Local community organizations are celebrating the news as a win for the climate, environmental justice, public health, water, and biological diversity.

“Aera’s project, along with the still pending TerraCore proposal, would have tripled county greenhouse gas emissions and threatened precious water sources,” aid Emily Williams, a local organizer with 350 Santa Barbara. “This win comes at a time when global greenhouse emissions must be cut in half over the next decade.

“It is also a signal that the era of fossil fuels is coming to its inevitable end and that we need the county to lead a just transition that protects communities and former fossil fuel workers.”

Amid broader turmoil in the oil industry, Exxon Mobil, a co-owner of Aera, held its annual shareholder meeting on the same day Aera withdrew its applications. Citing continuing uncertainty in the permitting process, as well as unfavorable market conditions, Aera, and the oil industry more broadly, are scaling back proposals.

Local environmental justice campaigners have been quick to argue that the downturn in the oil industry presents not only hardship for oil workers and their families but also an opportunity to ensure that as economies transition away from fossil fuels, they protect former fossil fuel workers with programs to incentivize renewable energy projects that employ unionized workers, and pay wages equal to, or more than, those provided in the oil industry.

“When Aera says they are withdrawing applications due to ‘uncertainty in the permitting process,’ what they really mean is community organizations like the ones here in Santa Barbara have made oil drilling so unpopular that it is politically impossible for them to continue to pollute,” said Ana Rosa Rizo Centino, Food and Water Watch’s Central Coast senior organizer.

“However, when Aera cites ‘market conditions,’ they are also admitting they never really cared about jobs at all because as soon as it isn’t profitable for them to wreck the environment, their promises of jobs evaporate,” she said.

“That’s why we need to be working with local labor groups to make sure the inevitable transition to renewable energy is one that provides well paid and dignified jobs for workers in our county,” she said.

“Residents and organizations across Santa Barbara County have worked together for years to build an unprecedentedly broad coalition to stop this massive oil expansion,” said Rebecca August, chair of Safe Energy Now North County. “It has always been a David and Goliath story.

“Today we celebrate the protection of our water, our air, our biodiversity, our economy, and our communities.
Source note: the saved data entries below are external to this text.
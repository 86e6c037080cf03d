use rootcause::errors::RcaError;
use rootcause::ingest;
use rootcause::learner::{LearnerConfig, PatternLearner};
use rootcause::matcher::{CandidateScorer, PatternMatcher};
use rootcause::orchestrator::{AnalysisConfig, Analyzer};
use rootcause::pattern::{FailurePattern, MatchRule};
use rootcause::pattern_library::{LibraryPattern, PatternLibrary};
use rootcause::recurrence_store::RecurrenceStore;
use rootcause::types::{FailureCategory, FailureRecord, MatchCandidate, RawFailure, SourceKind};
use std::collections::BTreeSet;
use std::sync::Arc;
use std::thread;
use std::time::{Duration, Instant};

fn raw(message: &str) -> RawFailure {
    RawFailure {
        source_kind: SourceKind::Test,
        message: Some(message.to_string()),
        ..RawFailure::default()
    }
}

fn infra_library() -> Arc<PatternLibrary> {
    let library = Arc::new(PatternLibrary::new());
    library
        .insert(
            FailurePattern::new(
                "db-refused",
                vec![MatchRule::substring("connection refused")],
                FailureCategory::Infrastructure,
                0.9,
            )
            .with_template("Database unreachable for {identifier}")
            .with_remediation(&["Check that the database service is running"]),
        )
        .expect("insert");
    library
}

#[test]
fn single_known_failure_is_explained_by_its_pattern() {
    let library = infra_library();
    let report = Analyzer::new(Arc::clone(&library))
        .analyze(
            &[raw("ERROR: connection refused to db:5432")],
            &AnalysisConfig::default(),
        )
        .expect("analyze");

    assert_eq!(report.total_failures, 1);
    assert_eq!(report.findings.len(), 1);
    let finding = &report.findings[0];
    assert!(finding.is_known_pattern);
    assert_eq!(finding.category, FailureCategory::Infrastructure);
    assert_eq!(finding.confidence, 0.9);
    assert_eq!(finding.pattern_id.as_deref(), Some("db-refused"));
    assert_eq!(finding.member_failure_ids, vec!["f-0001"]);
    assert!(report.unresolved_failure_ids.is_empty());
    assert!(!report.degraded);
}

#[test]
fn identical_unknown_failures_collapse_into_one_finding() {
    let inputs = (0..5)
        .map(|_| raw("AssertionError: expected 3 got 4"))
        .collect::<Vec<_>>();
    let report = Analyzer::new(Arc::new(PatternLibrary::new()))
        .analyze(&inputs, &AnalysisConfig::default())
        .expect("analyze");

    assert_eq!(report.findings.len(), 1);
    let finding = &report.findings[0];
    assert!(!finding.is_known_pattern);
    assert_eq!(finding.member_failure_ids.len(), 5);
    assert!(finding.signature.starts_with("residual:"));
    assert!(finding.confidence <= 0.4);
    assert_eq!(
        finding.common_excerpt.as_deref(),
        Some("assertionerror: expected 3 got")
    );
}

#[test]
fn empty_input_yields_an_empty_complete_report() {
    let report = Analyzer::new(Arc::new(PatternLibrary::new()))
        .analyze(&[], &AnalysisConfig::default())
        .expect("analyze");
    assert_eq!(report.total_failures, 0);
    assert!(report.findings.is_empty());
    assert!(report.unresolved_failure_ids.is_empty());
    assert!(!report.degraded);
}

#[test]
fn unrelated_failures_each_get_their_own_low_confidence_finding() {
    let inputs = (0..100)
        .map(|n| raw(&format!("zq{n:03}x vw{n:03}y")))
        .collect::<Vec<_>>();
    let report = Analyzer::new(Arc::new(PatternLibrary::new()))
        .analyze(&inputs, &AnalysisConfig::default())
        .expect("analyze");

    assert_eq!(report.findings.len(), 100);
    for finding in &report.findings {
        assert_eq!(finding.member_failure_ids.len(), 1);
        assert!(!finding.is_known_pattern);
        assert!(finding.confidence <= 0.4, "{}", finding.confidence);
    }
}

#[test]
fn findings_partition_the_normalized_failures() {
    let library = infra_library();
    let inputs = vec![
        raw("connection refused to db:5432"),
        raw("AssertionError: expected 3 got 4"),
        RawFailure::default(),
        raw("AssertionError: expected 3 got 4"),
        raw("disk quota exceeded on runner"),
        raw("connection refused to cache:6379"),
    ];
    let report = Analyzer::new(library)
        .analyze(&inputs, &AnalysisConfig::default())
        .expect("analyze");

    let mut seen = BTreeSet::new();
    for finding in &report.findings {
        assert!((0.0..=1.0).contains(&finding.confidence));
        for id in &finding.member_failure_ids {
            assert!(seen.insert(id.clone()), "{id} appears in two findings");
        }
    }
    let errored = report
        .errors
        .iter()
        .map(|error| error.failure_id.clone())
        .collect::<BTreeSet<_>>();
    assert_eq!(errored, BTreeSet::from(["f-0003".to_string()]));
    assert!(seen.is_disjoint(&errored));
    assert_eq!(seen.len() + errored.len(), report.total_failures);

    let confidences = report
        .findings
        .iter()
        .map(|finding| finding.confidence)
        .collect::<Vec<_>>();
    assert!(confidences.windows(2).all(|pair| pair[0] >= pair[1]));
}

#[test]
fn repeated_runs_produce_identical_findings() {
    let library = infra_library();
    let inputs = vec![
        raw("connection refused to db:5432"),
        raw("timeout waiting for selenium grid"),
        raw("timeout waiting for selenium hub"),
        raw("AssertionError: expected 3 got 4"),
        raw("module not found: left-pad"),
    ];
    let analyzer = Analyzer::new(library);
    let config = AnalysisConfig {
        workers: 3,
        ..AnalysisConfig::default()
    };
    let first = analyzer.analyze(&inputs, &config).expect("first");
    let second = analyzer.analyze(&inputs, &config).expect("second");

    assert_ne!(first.analysis_id, second.analysis_id);
    assert_eq!(first.findings, second.findings);
    assert_eq!(first.unresolved_failure_ids, second.unresolved_failure_ids);
}

#[test]
fn recurring_failure_is_learned_after_three_runs() {
    let library = Arc::new(PatternLibrary::new());
    let learner = PatternLearner::new(
        RecurrenceStore::in_memory().expect("store"),
        LearnerConfig {
            auto_promote: true,
            ..LearnerConfig::default()
        },
    );
    let analyzer = Analyzer::new(Arc::clone(&library));
    let inputs = vec![
        raw("AssertionError: expected 3 got 4"),
        raw("AssertionError: expected 3 got 4"),
    ];

    let mut learned = Vec::new();
    for _ in 0..3 {
        let report = analyzer
            .analyze(&inputs, &AnalysisConfig::default())
            .expect("analyze");
        assert!(!report.findings[0].is_known_pattern);
        learned.extend(learner.learn(&report, &library).expect("learn"));
    }
    assert_eq!(learned.len(), 1);
    assert_eq!(library.active_len(), 1);

    let report = analyzer
        .analyze(&inputs, &AnalysisConfig::default())
        .expect("analyze");
    assert_eq!(report.findings.len(), 1);
    let finding = &report.findings[0];
    assert!(finding.is_known_pattern);
    assert_eq!(finding.pattern_id.as_deref(), Some(learned[0].as_str()));
    assert_eq!(finding.confidence, 0.3);
}

struct SlowScorer;

impl CandidateScorer for SlowScorer {
    fn score(
        &self,
        record: &FailureRecord,
        candidates: &[Arc<LibraryPattern>],
        min_candidate_confidence: f64,
    ) -> Vec<MatchCandidate> {
        if record.message.contains("slow") {
            thread::sleep(Duration::from_secs(2));
        }
        PatternMatcher.score(record, candidates, min_candidate_confidence)
    }
}

#[test]
fn timeout_returns_a_degraded_partial_report() {
    let library = infra_library();
    let inputs = vec![
        raw("connection refused to db:5432"),
        raw("connection refused to cache:6379"),
        raw("connection refused to queue:5672"),
        raw("connection refused to search:9200"),
        raw("slow fixture never finished"),
        raw("slow teardown never finished"),
    ];
    let config = AnalysisConfig {
        timeout: Duration::from_secs(1),
        workers: 4,
        ..AnalysisConfig::default()
    };
    let started = Instant::now();
    let report = Analyzer::new(library)
        .with_scorer(Arc::new(SlowScorer))
        .analyze(&inputs, &config)
        .expect("analyze");
    let elapsed = started.elapsed();

    assert!(elapsed < Duration::from_millis(1900), "took {elapsed:?}");
    assert!(report.degraded);
    assert_eq!(report.unresolved_failure_ids, vec!["f-0005", "f-0006"]);
    assert_eq!(report.findings.len(), 1);
    assert_eq!(report.findings[0].member_failure_ids.len(), 4);
}

#[test]
fn inserting_the_same_matchers_twice_is_rejected() {
    let library = infra_library();
    let again = FailurePattern::new(
        "db-refused-copy",
        vec![MatchRule::substring("connection refused")],
        FailureCategory::Infrastructure,
        0.5,
    );
    assert!(matches!(
        library.insert(again),
        Err(RcaError::DuplicatePattern(_))
    ));
    assert_eq!(library.len(), 1);
}

#[test]
fn concurrent_analyses_share_one_library() {
    let library = infra_library();
    let handles = (0..4)
        .map(|n| {
            let library = Arc::clone(&library);
            thread::spawn(move || {
                Analyzer::new(library)
                    .analyze(
                        &[raw(&format!("connection refused to worker-{n}"))],
                        &AnalysisConfig::default(),
                    )
                    .expect("analyze")
            })
        })
        .collect::<Vec<_>>();
    for handle in handles {
        let report = handle.join().expect("join");
        assert!(report.findings[0].is_known_pattern);
    }
    let entry = library.entry("db-refused").expect("lookup").expect("present");
    assert_eq!(entry.usage_count(), 4);
}

#[test]
fn queued_failures_are_analyzed_in_batches() {
    let (sender, mut receiver) = ingest::bounded(8);
    for n in 0..3 {
        sender
            .push(raw(&format!("connection refused to shard-{n}")))
            .expect("push");
    }
    drop(sender);

    let analyzer = Analyzer::new(infra_library());
    let report = analyzer
        .analyze_queue(&mut receiver, 2, &AnalysisConfig::default())
        .expect("analyze")
        .expect("first batch");
    assert_eq!(report.total_failures, 2);
    let report = analyzer
        .analyze_queue(&mut receiver, 2, &AnalysisConfig::default())
        .expect("analyze")
        .expect("second batch");
    assert_eq!(report.total_failures, 1);
    assert!(analyzer
        .analyze_queue(&mut receiver, 2, &AnalysisConfig::default())
        .expect("analyze")
        .is_none());
}

#[test]
fn many_distinct_failures_respect_the_timeout() {
    let inputs = (0..4000)
        .map(|n| raw(&format!("error qa{n}x qb{n}y qc{n}z")))
        .collect::<Vec<_>>();
    let config = AnalysisConfig {
        timeout: Duration::from_secs(1),
        ..AnalysisConfig::default()
    };
    let started = Instant::now();
    let report = Analyzer::new(Arc::new(PatternLibrary::new()))
        .analyze(&inputs, &config)
        .expect("analyze");
    let elapsed = started.elapsed();

    assert!(elapsed < Duration::from_secs(3), "took {elapsed:?}");
    let grouped = report
        .findings
        .iter()
        .map(|finding| finding.member_failure_ids.len())
        .sum::<usize>();
    let unresolved_outside_findings = report
        .unresolved_failure_ids
        .iter()
        .filter(|id| {
            !report
                .findings
                .iter()
                .any(|finding| finding.member_failure_ids.contains(id))
        })
        .count();
    assert_eq!(grouped + unresolved_outside_findings, 4000);
    if !report.degraded {
        assert_eq!(report.findings.len(), 4000);
    }
}

#[test]
fn needle_inside_a_camel_case_word_still_matches() {
    let library = Arc::new(PatternLibrary::new());
    library
        .insert(FailurePattern::new(
            "timeout",
            vec![MatchRule::substring("timeout")],
            FailureCategory::Infrastructure,
            0.9,
        ))
        .expect("insert");
    let report = Analyzer::new(library)
        .analyze(
            &[raw("java.net.ConnectTimeoutException: db")],
            &AnalysisConfig::default(),
        )
        .expect("analyze");
    assert_eq!(report.findings.len(), 1);
    assert_eq!(report.findings[0].pattern_id.as_deref(), Some("timeout"));
    assert_eq!(report.findings[0].confidence, 0.9);
}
We are fighting for a transition to safer energy production where we do not have to sacrifice our health, our water, our environment, and our children’s future for jobs that pay a dignified wage and an industry that provides a more stable economy.”

“I just want to thank everyone for coming together to keep our water sacred,” said Pedro Reyes, an on organizer in Santa Maria with Líderes Campesinas, who has spoken in opposition to the project for years.

Despite Aera’s announcement, community-led efforts to stop fossil fuel development in Santa Barbara county are not over. In June, the Santa Barbara Planning Commission will vote on Exxon Mobil’s application to restart its three offshore wells by adding dozens more trucks to roads each day to transport their oil from the rigs.

Meanwhile, TerraCore’s application to drill in Cat Canyon is still pending. However, local advocates who fought Aera’s application — including 350 Santa Barbara, Food and Water Action, Safe Energy Now, Santa Barbara Community Action Network, Clergy & Laity United for Economic Justice, Líderes Campesinas, World Business Academy, CAUSE, MICOP, Sierra Club Los Padres Chapter, Environmental Defense Center, and Sunrise Santa Barbara — have vowed to continue fighting the oil industry while advancing a just transition away from dirty energy.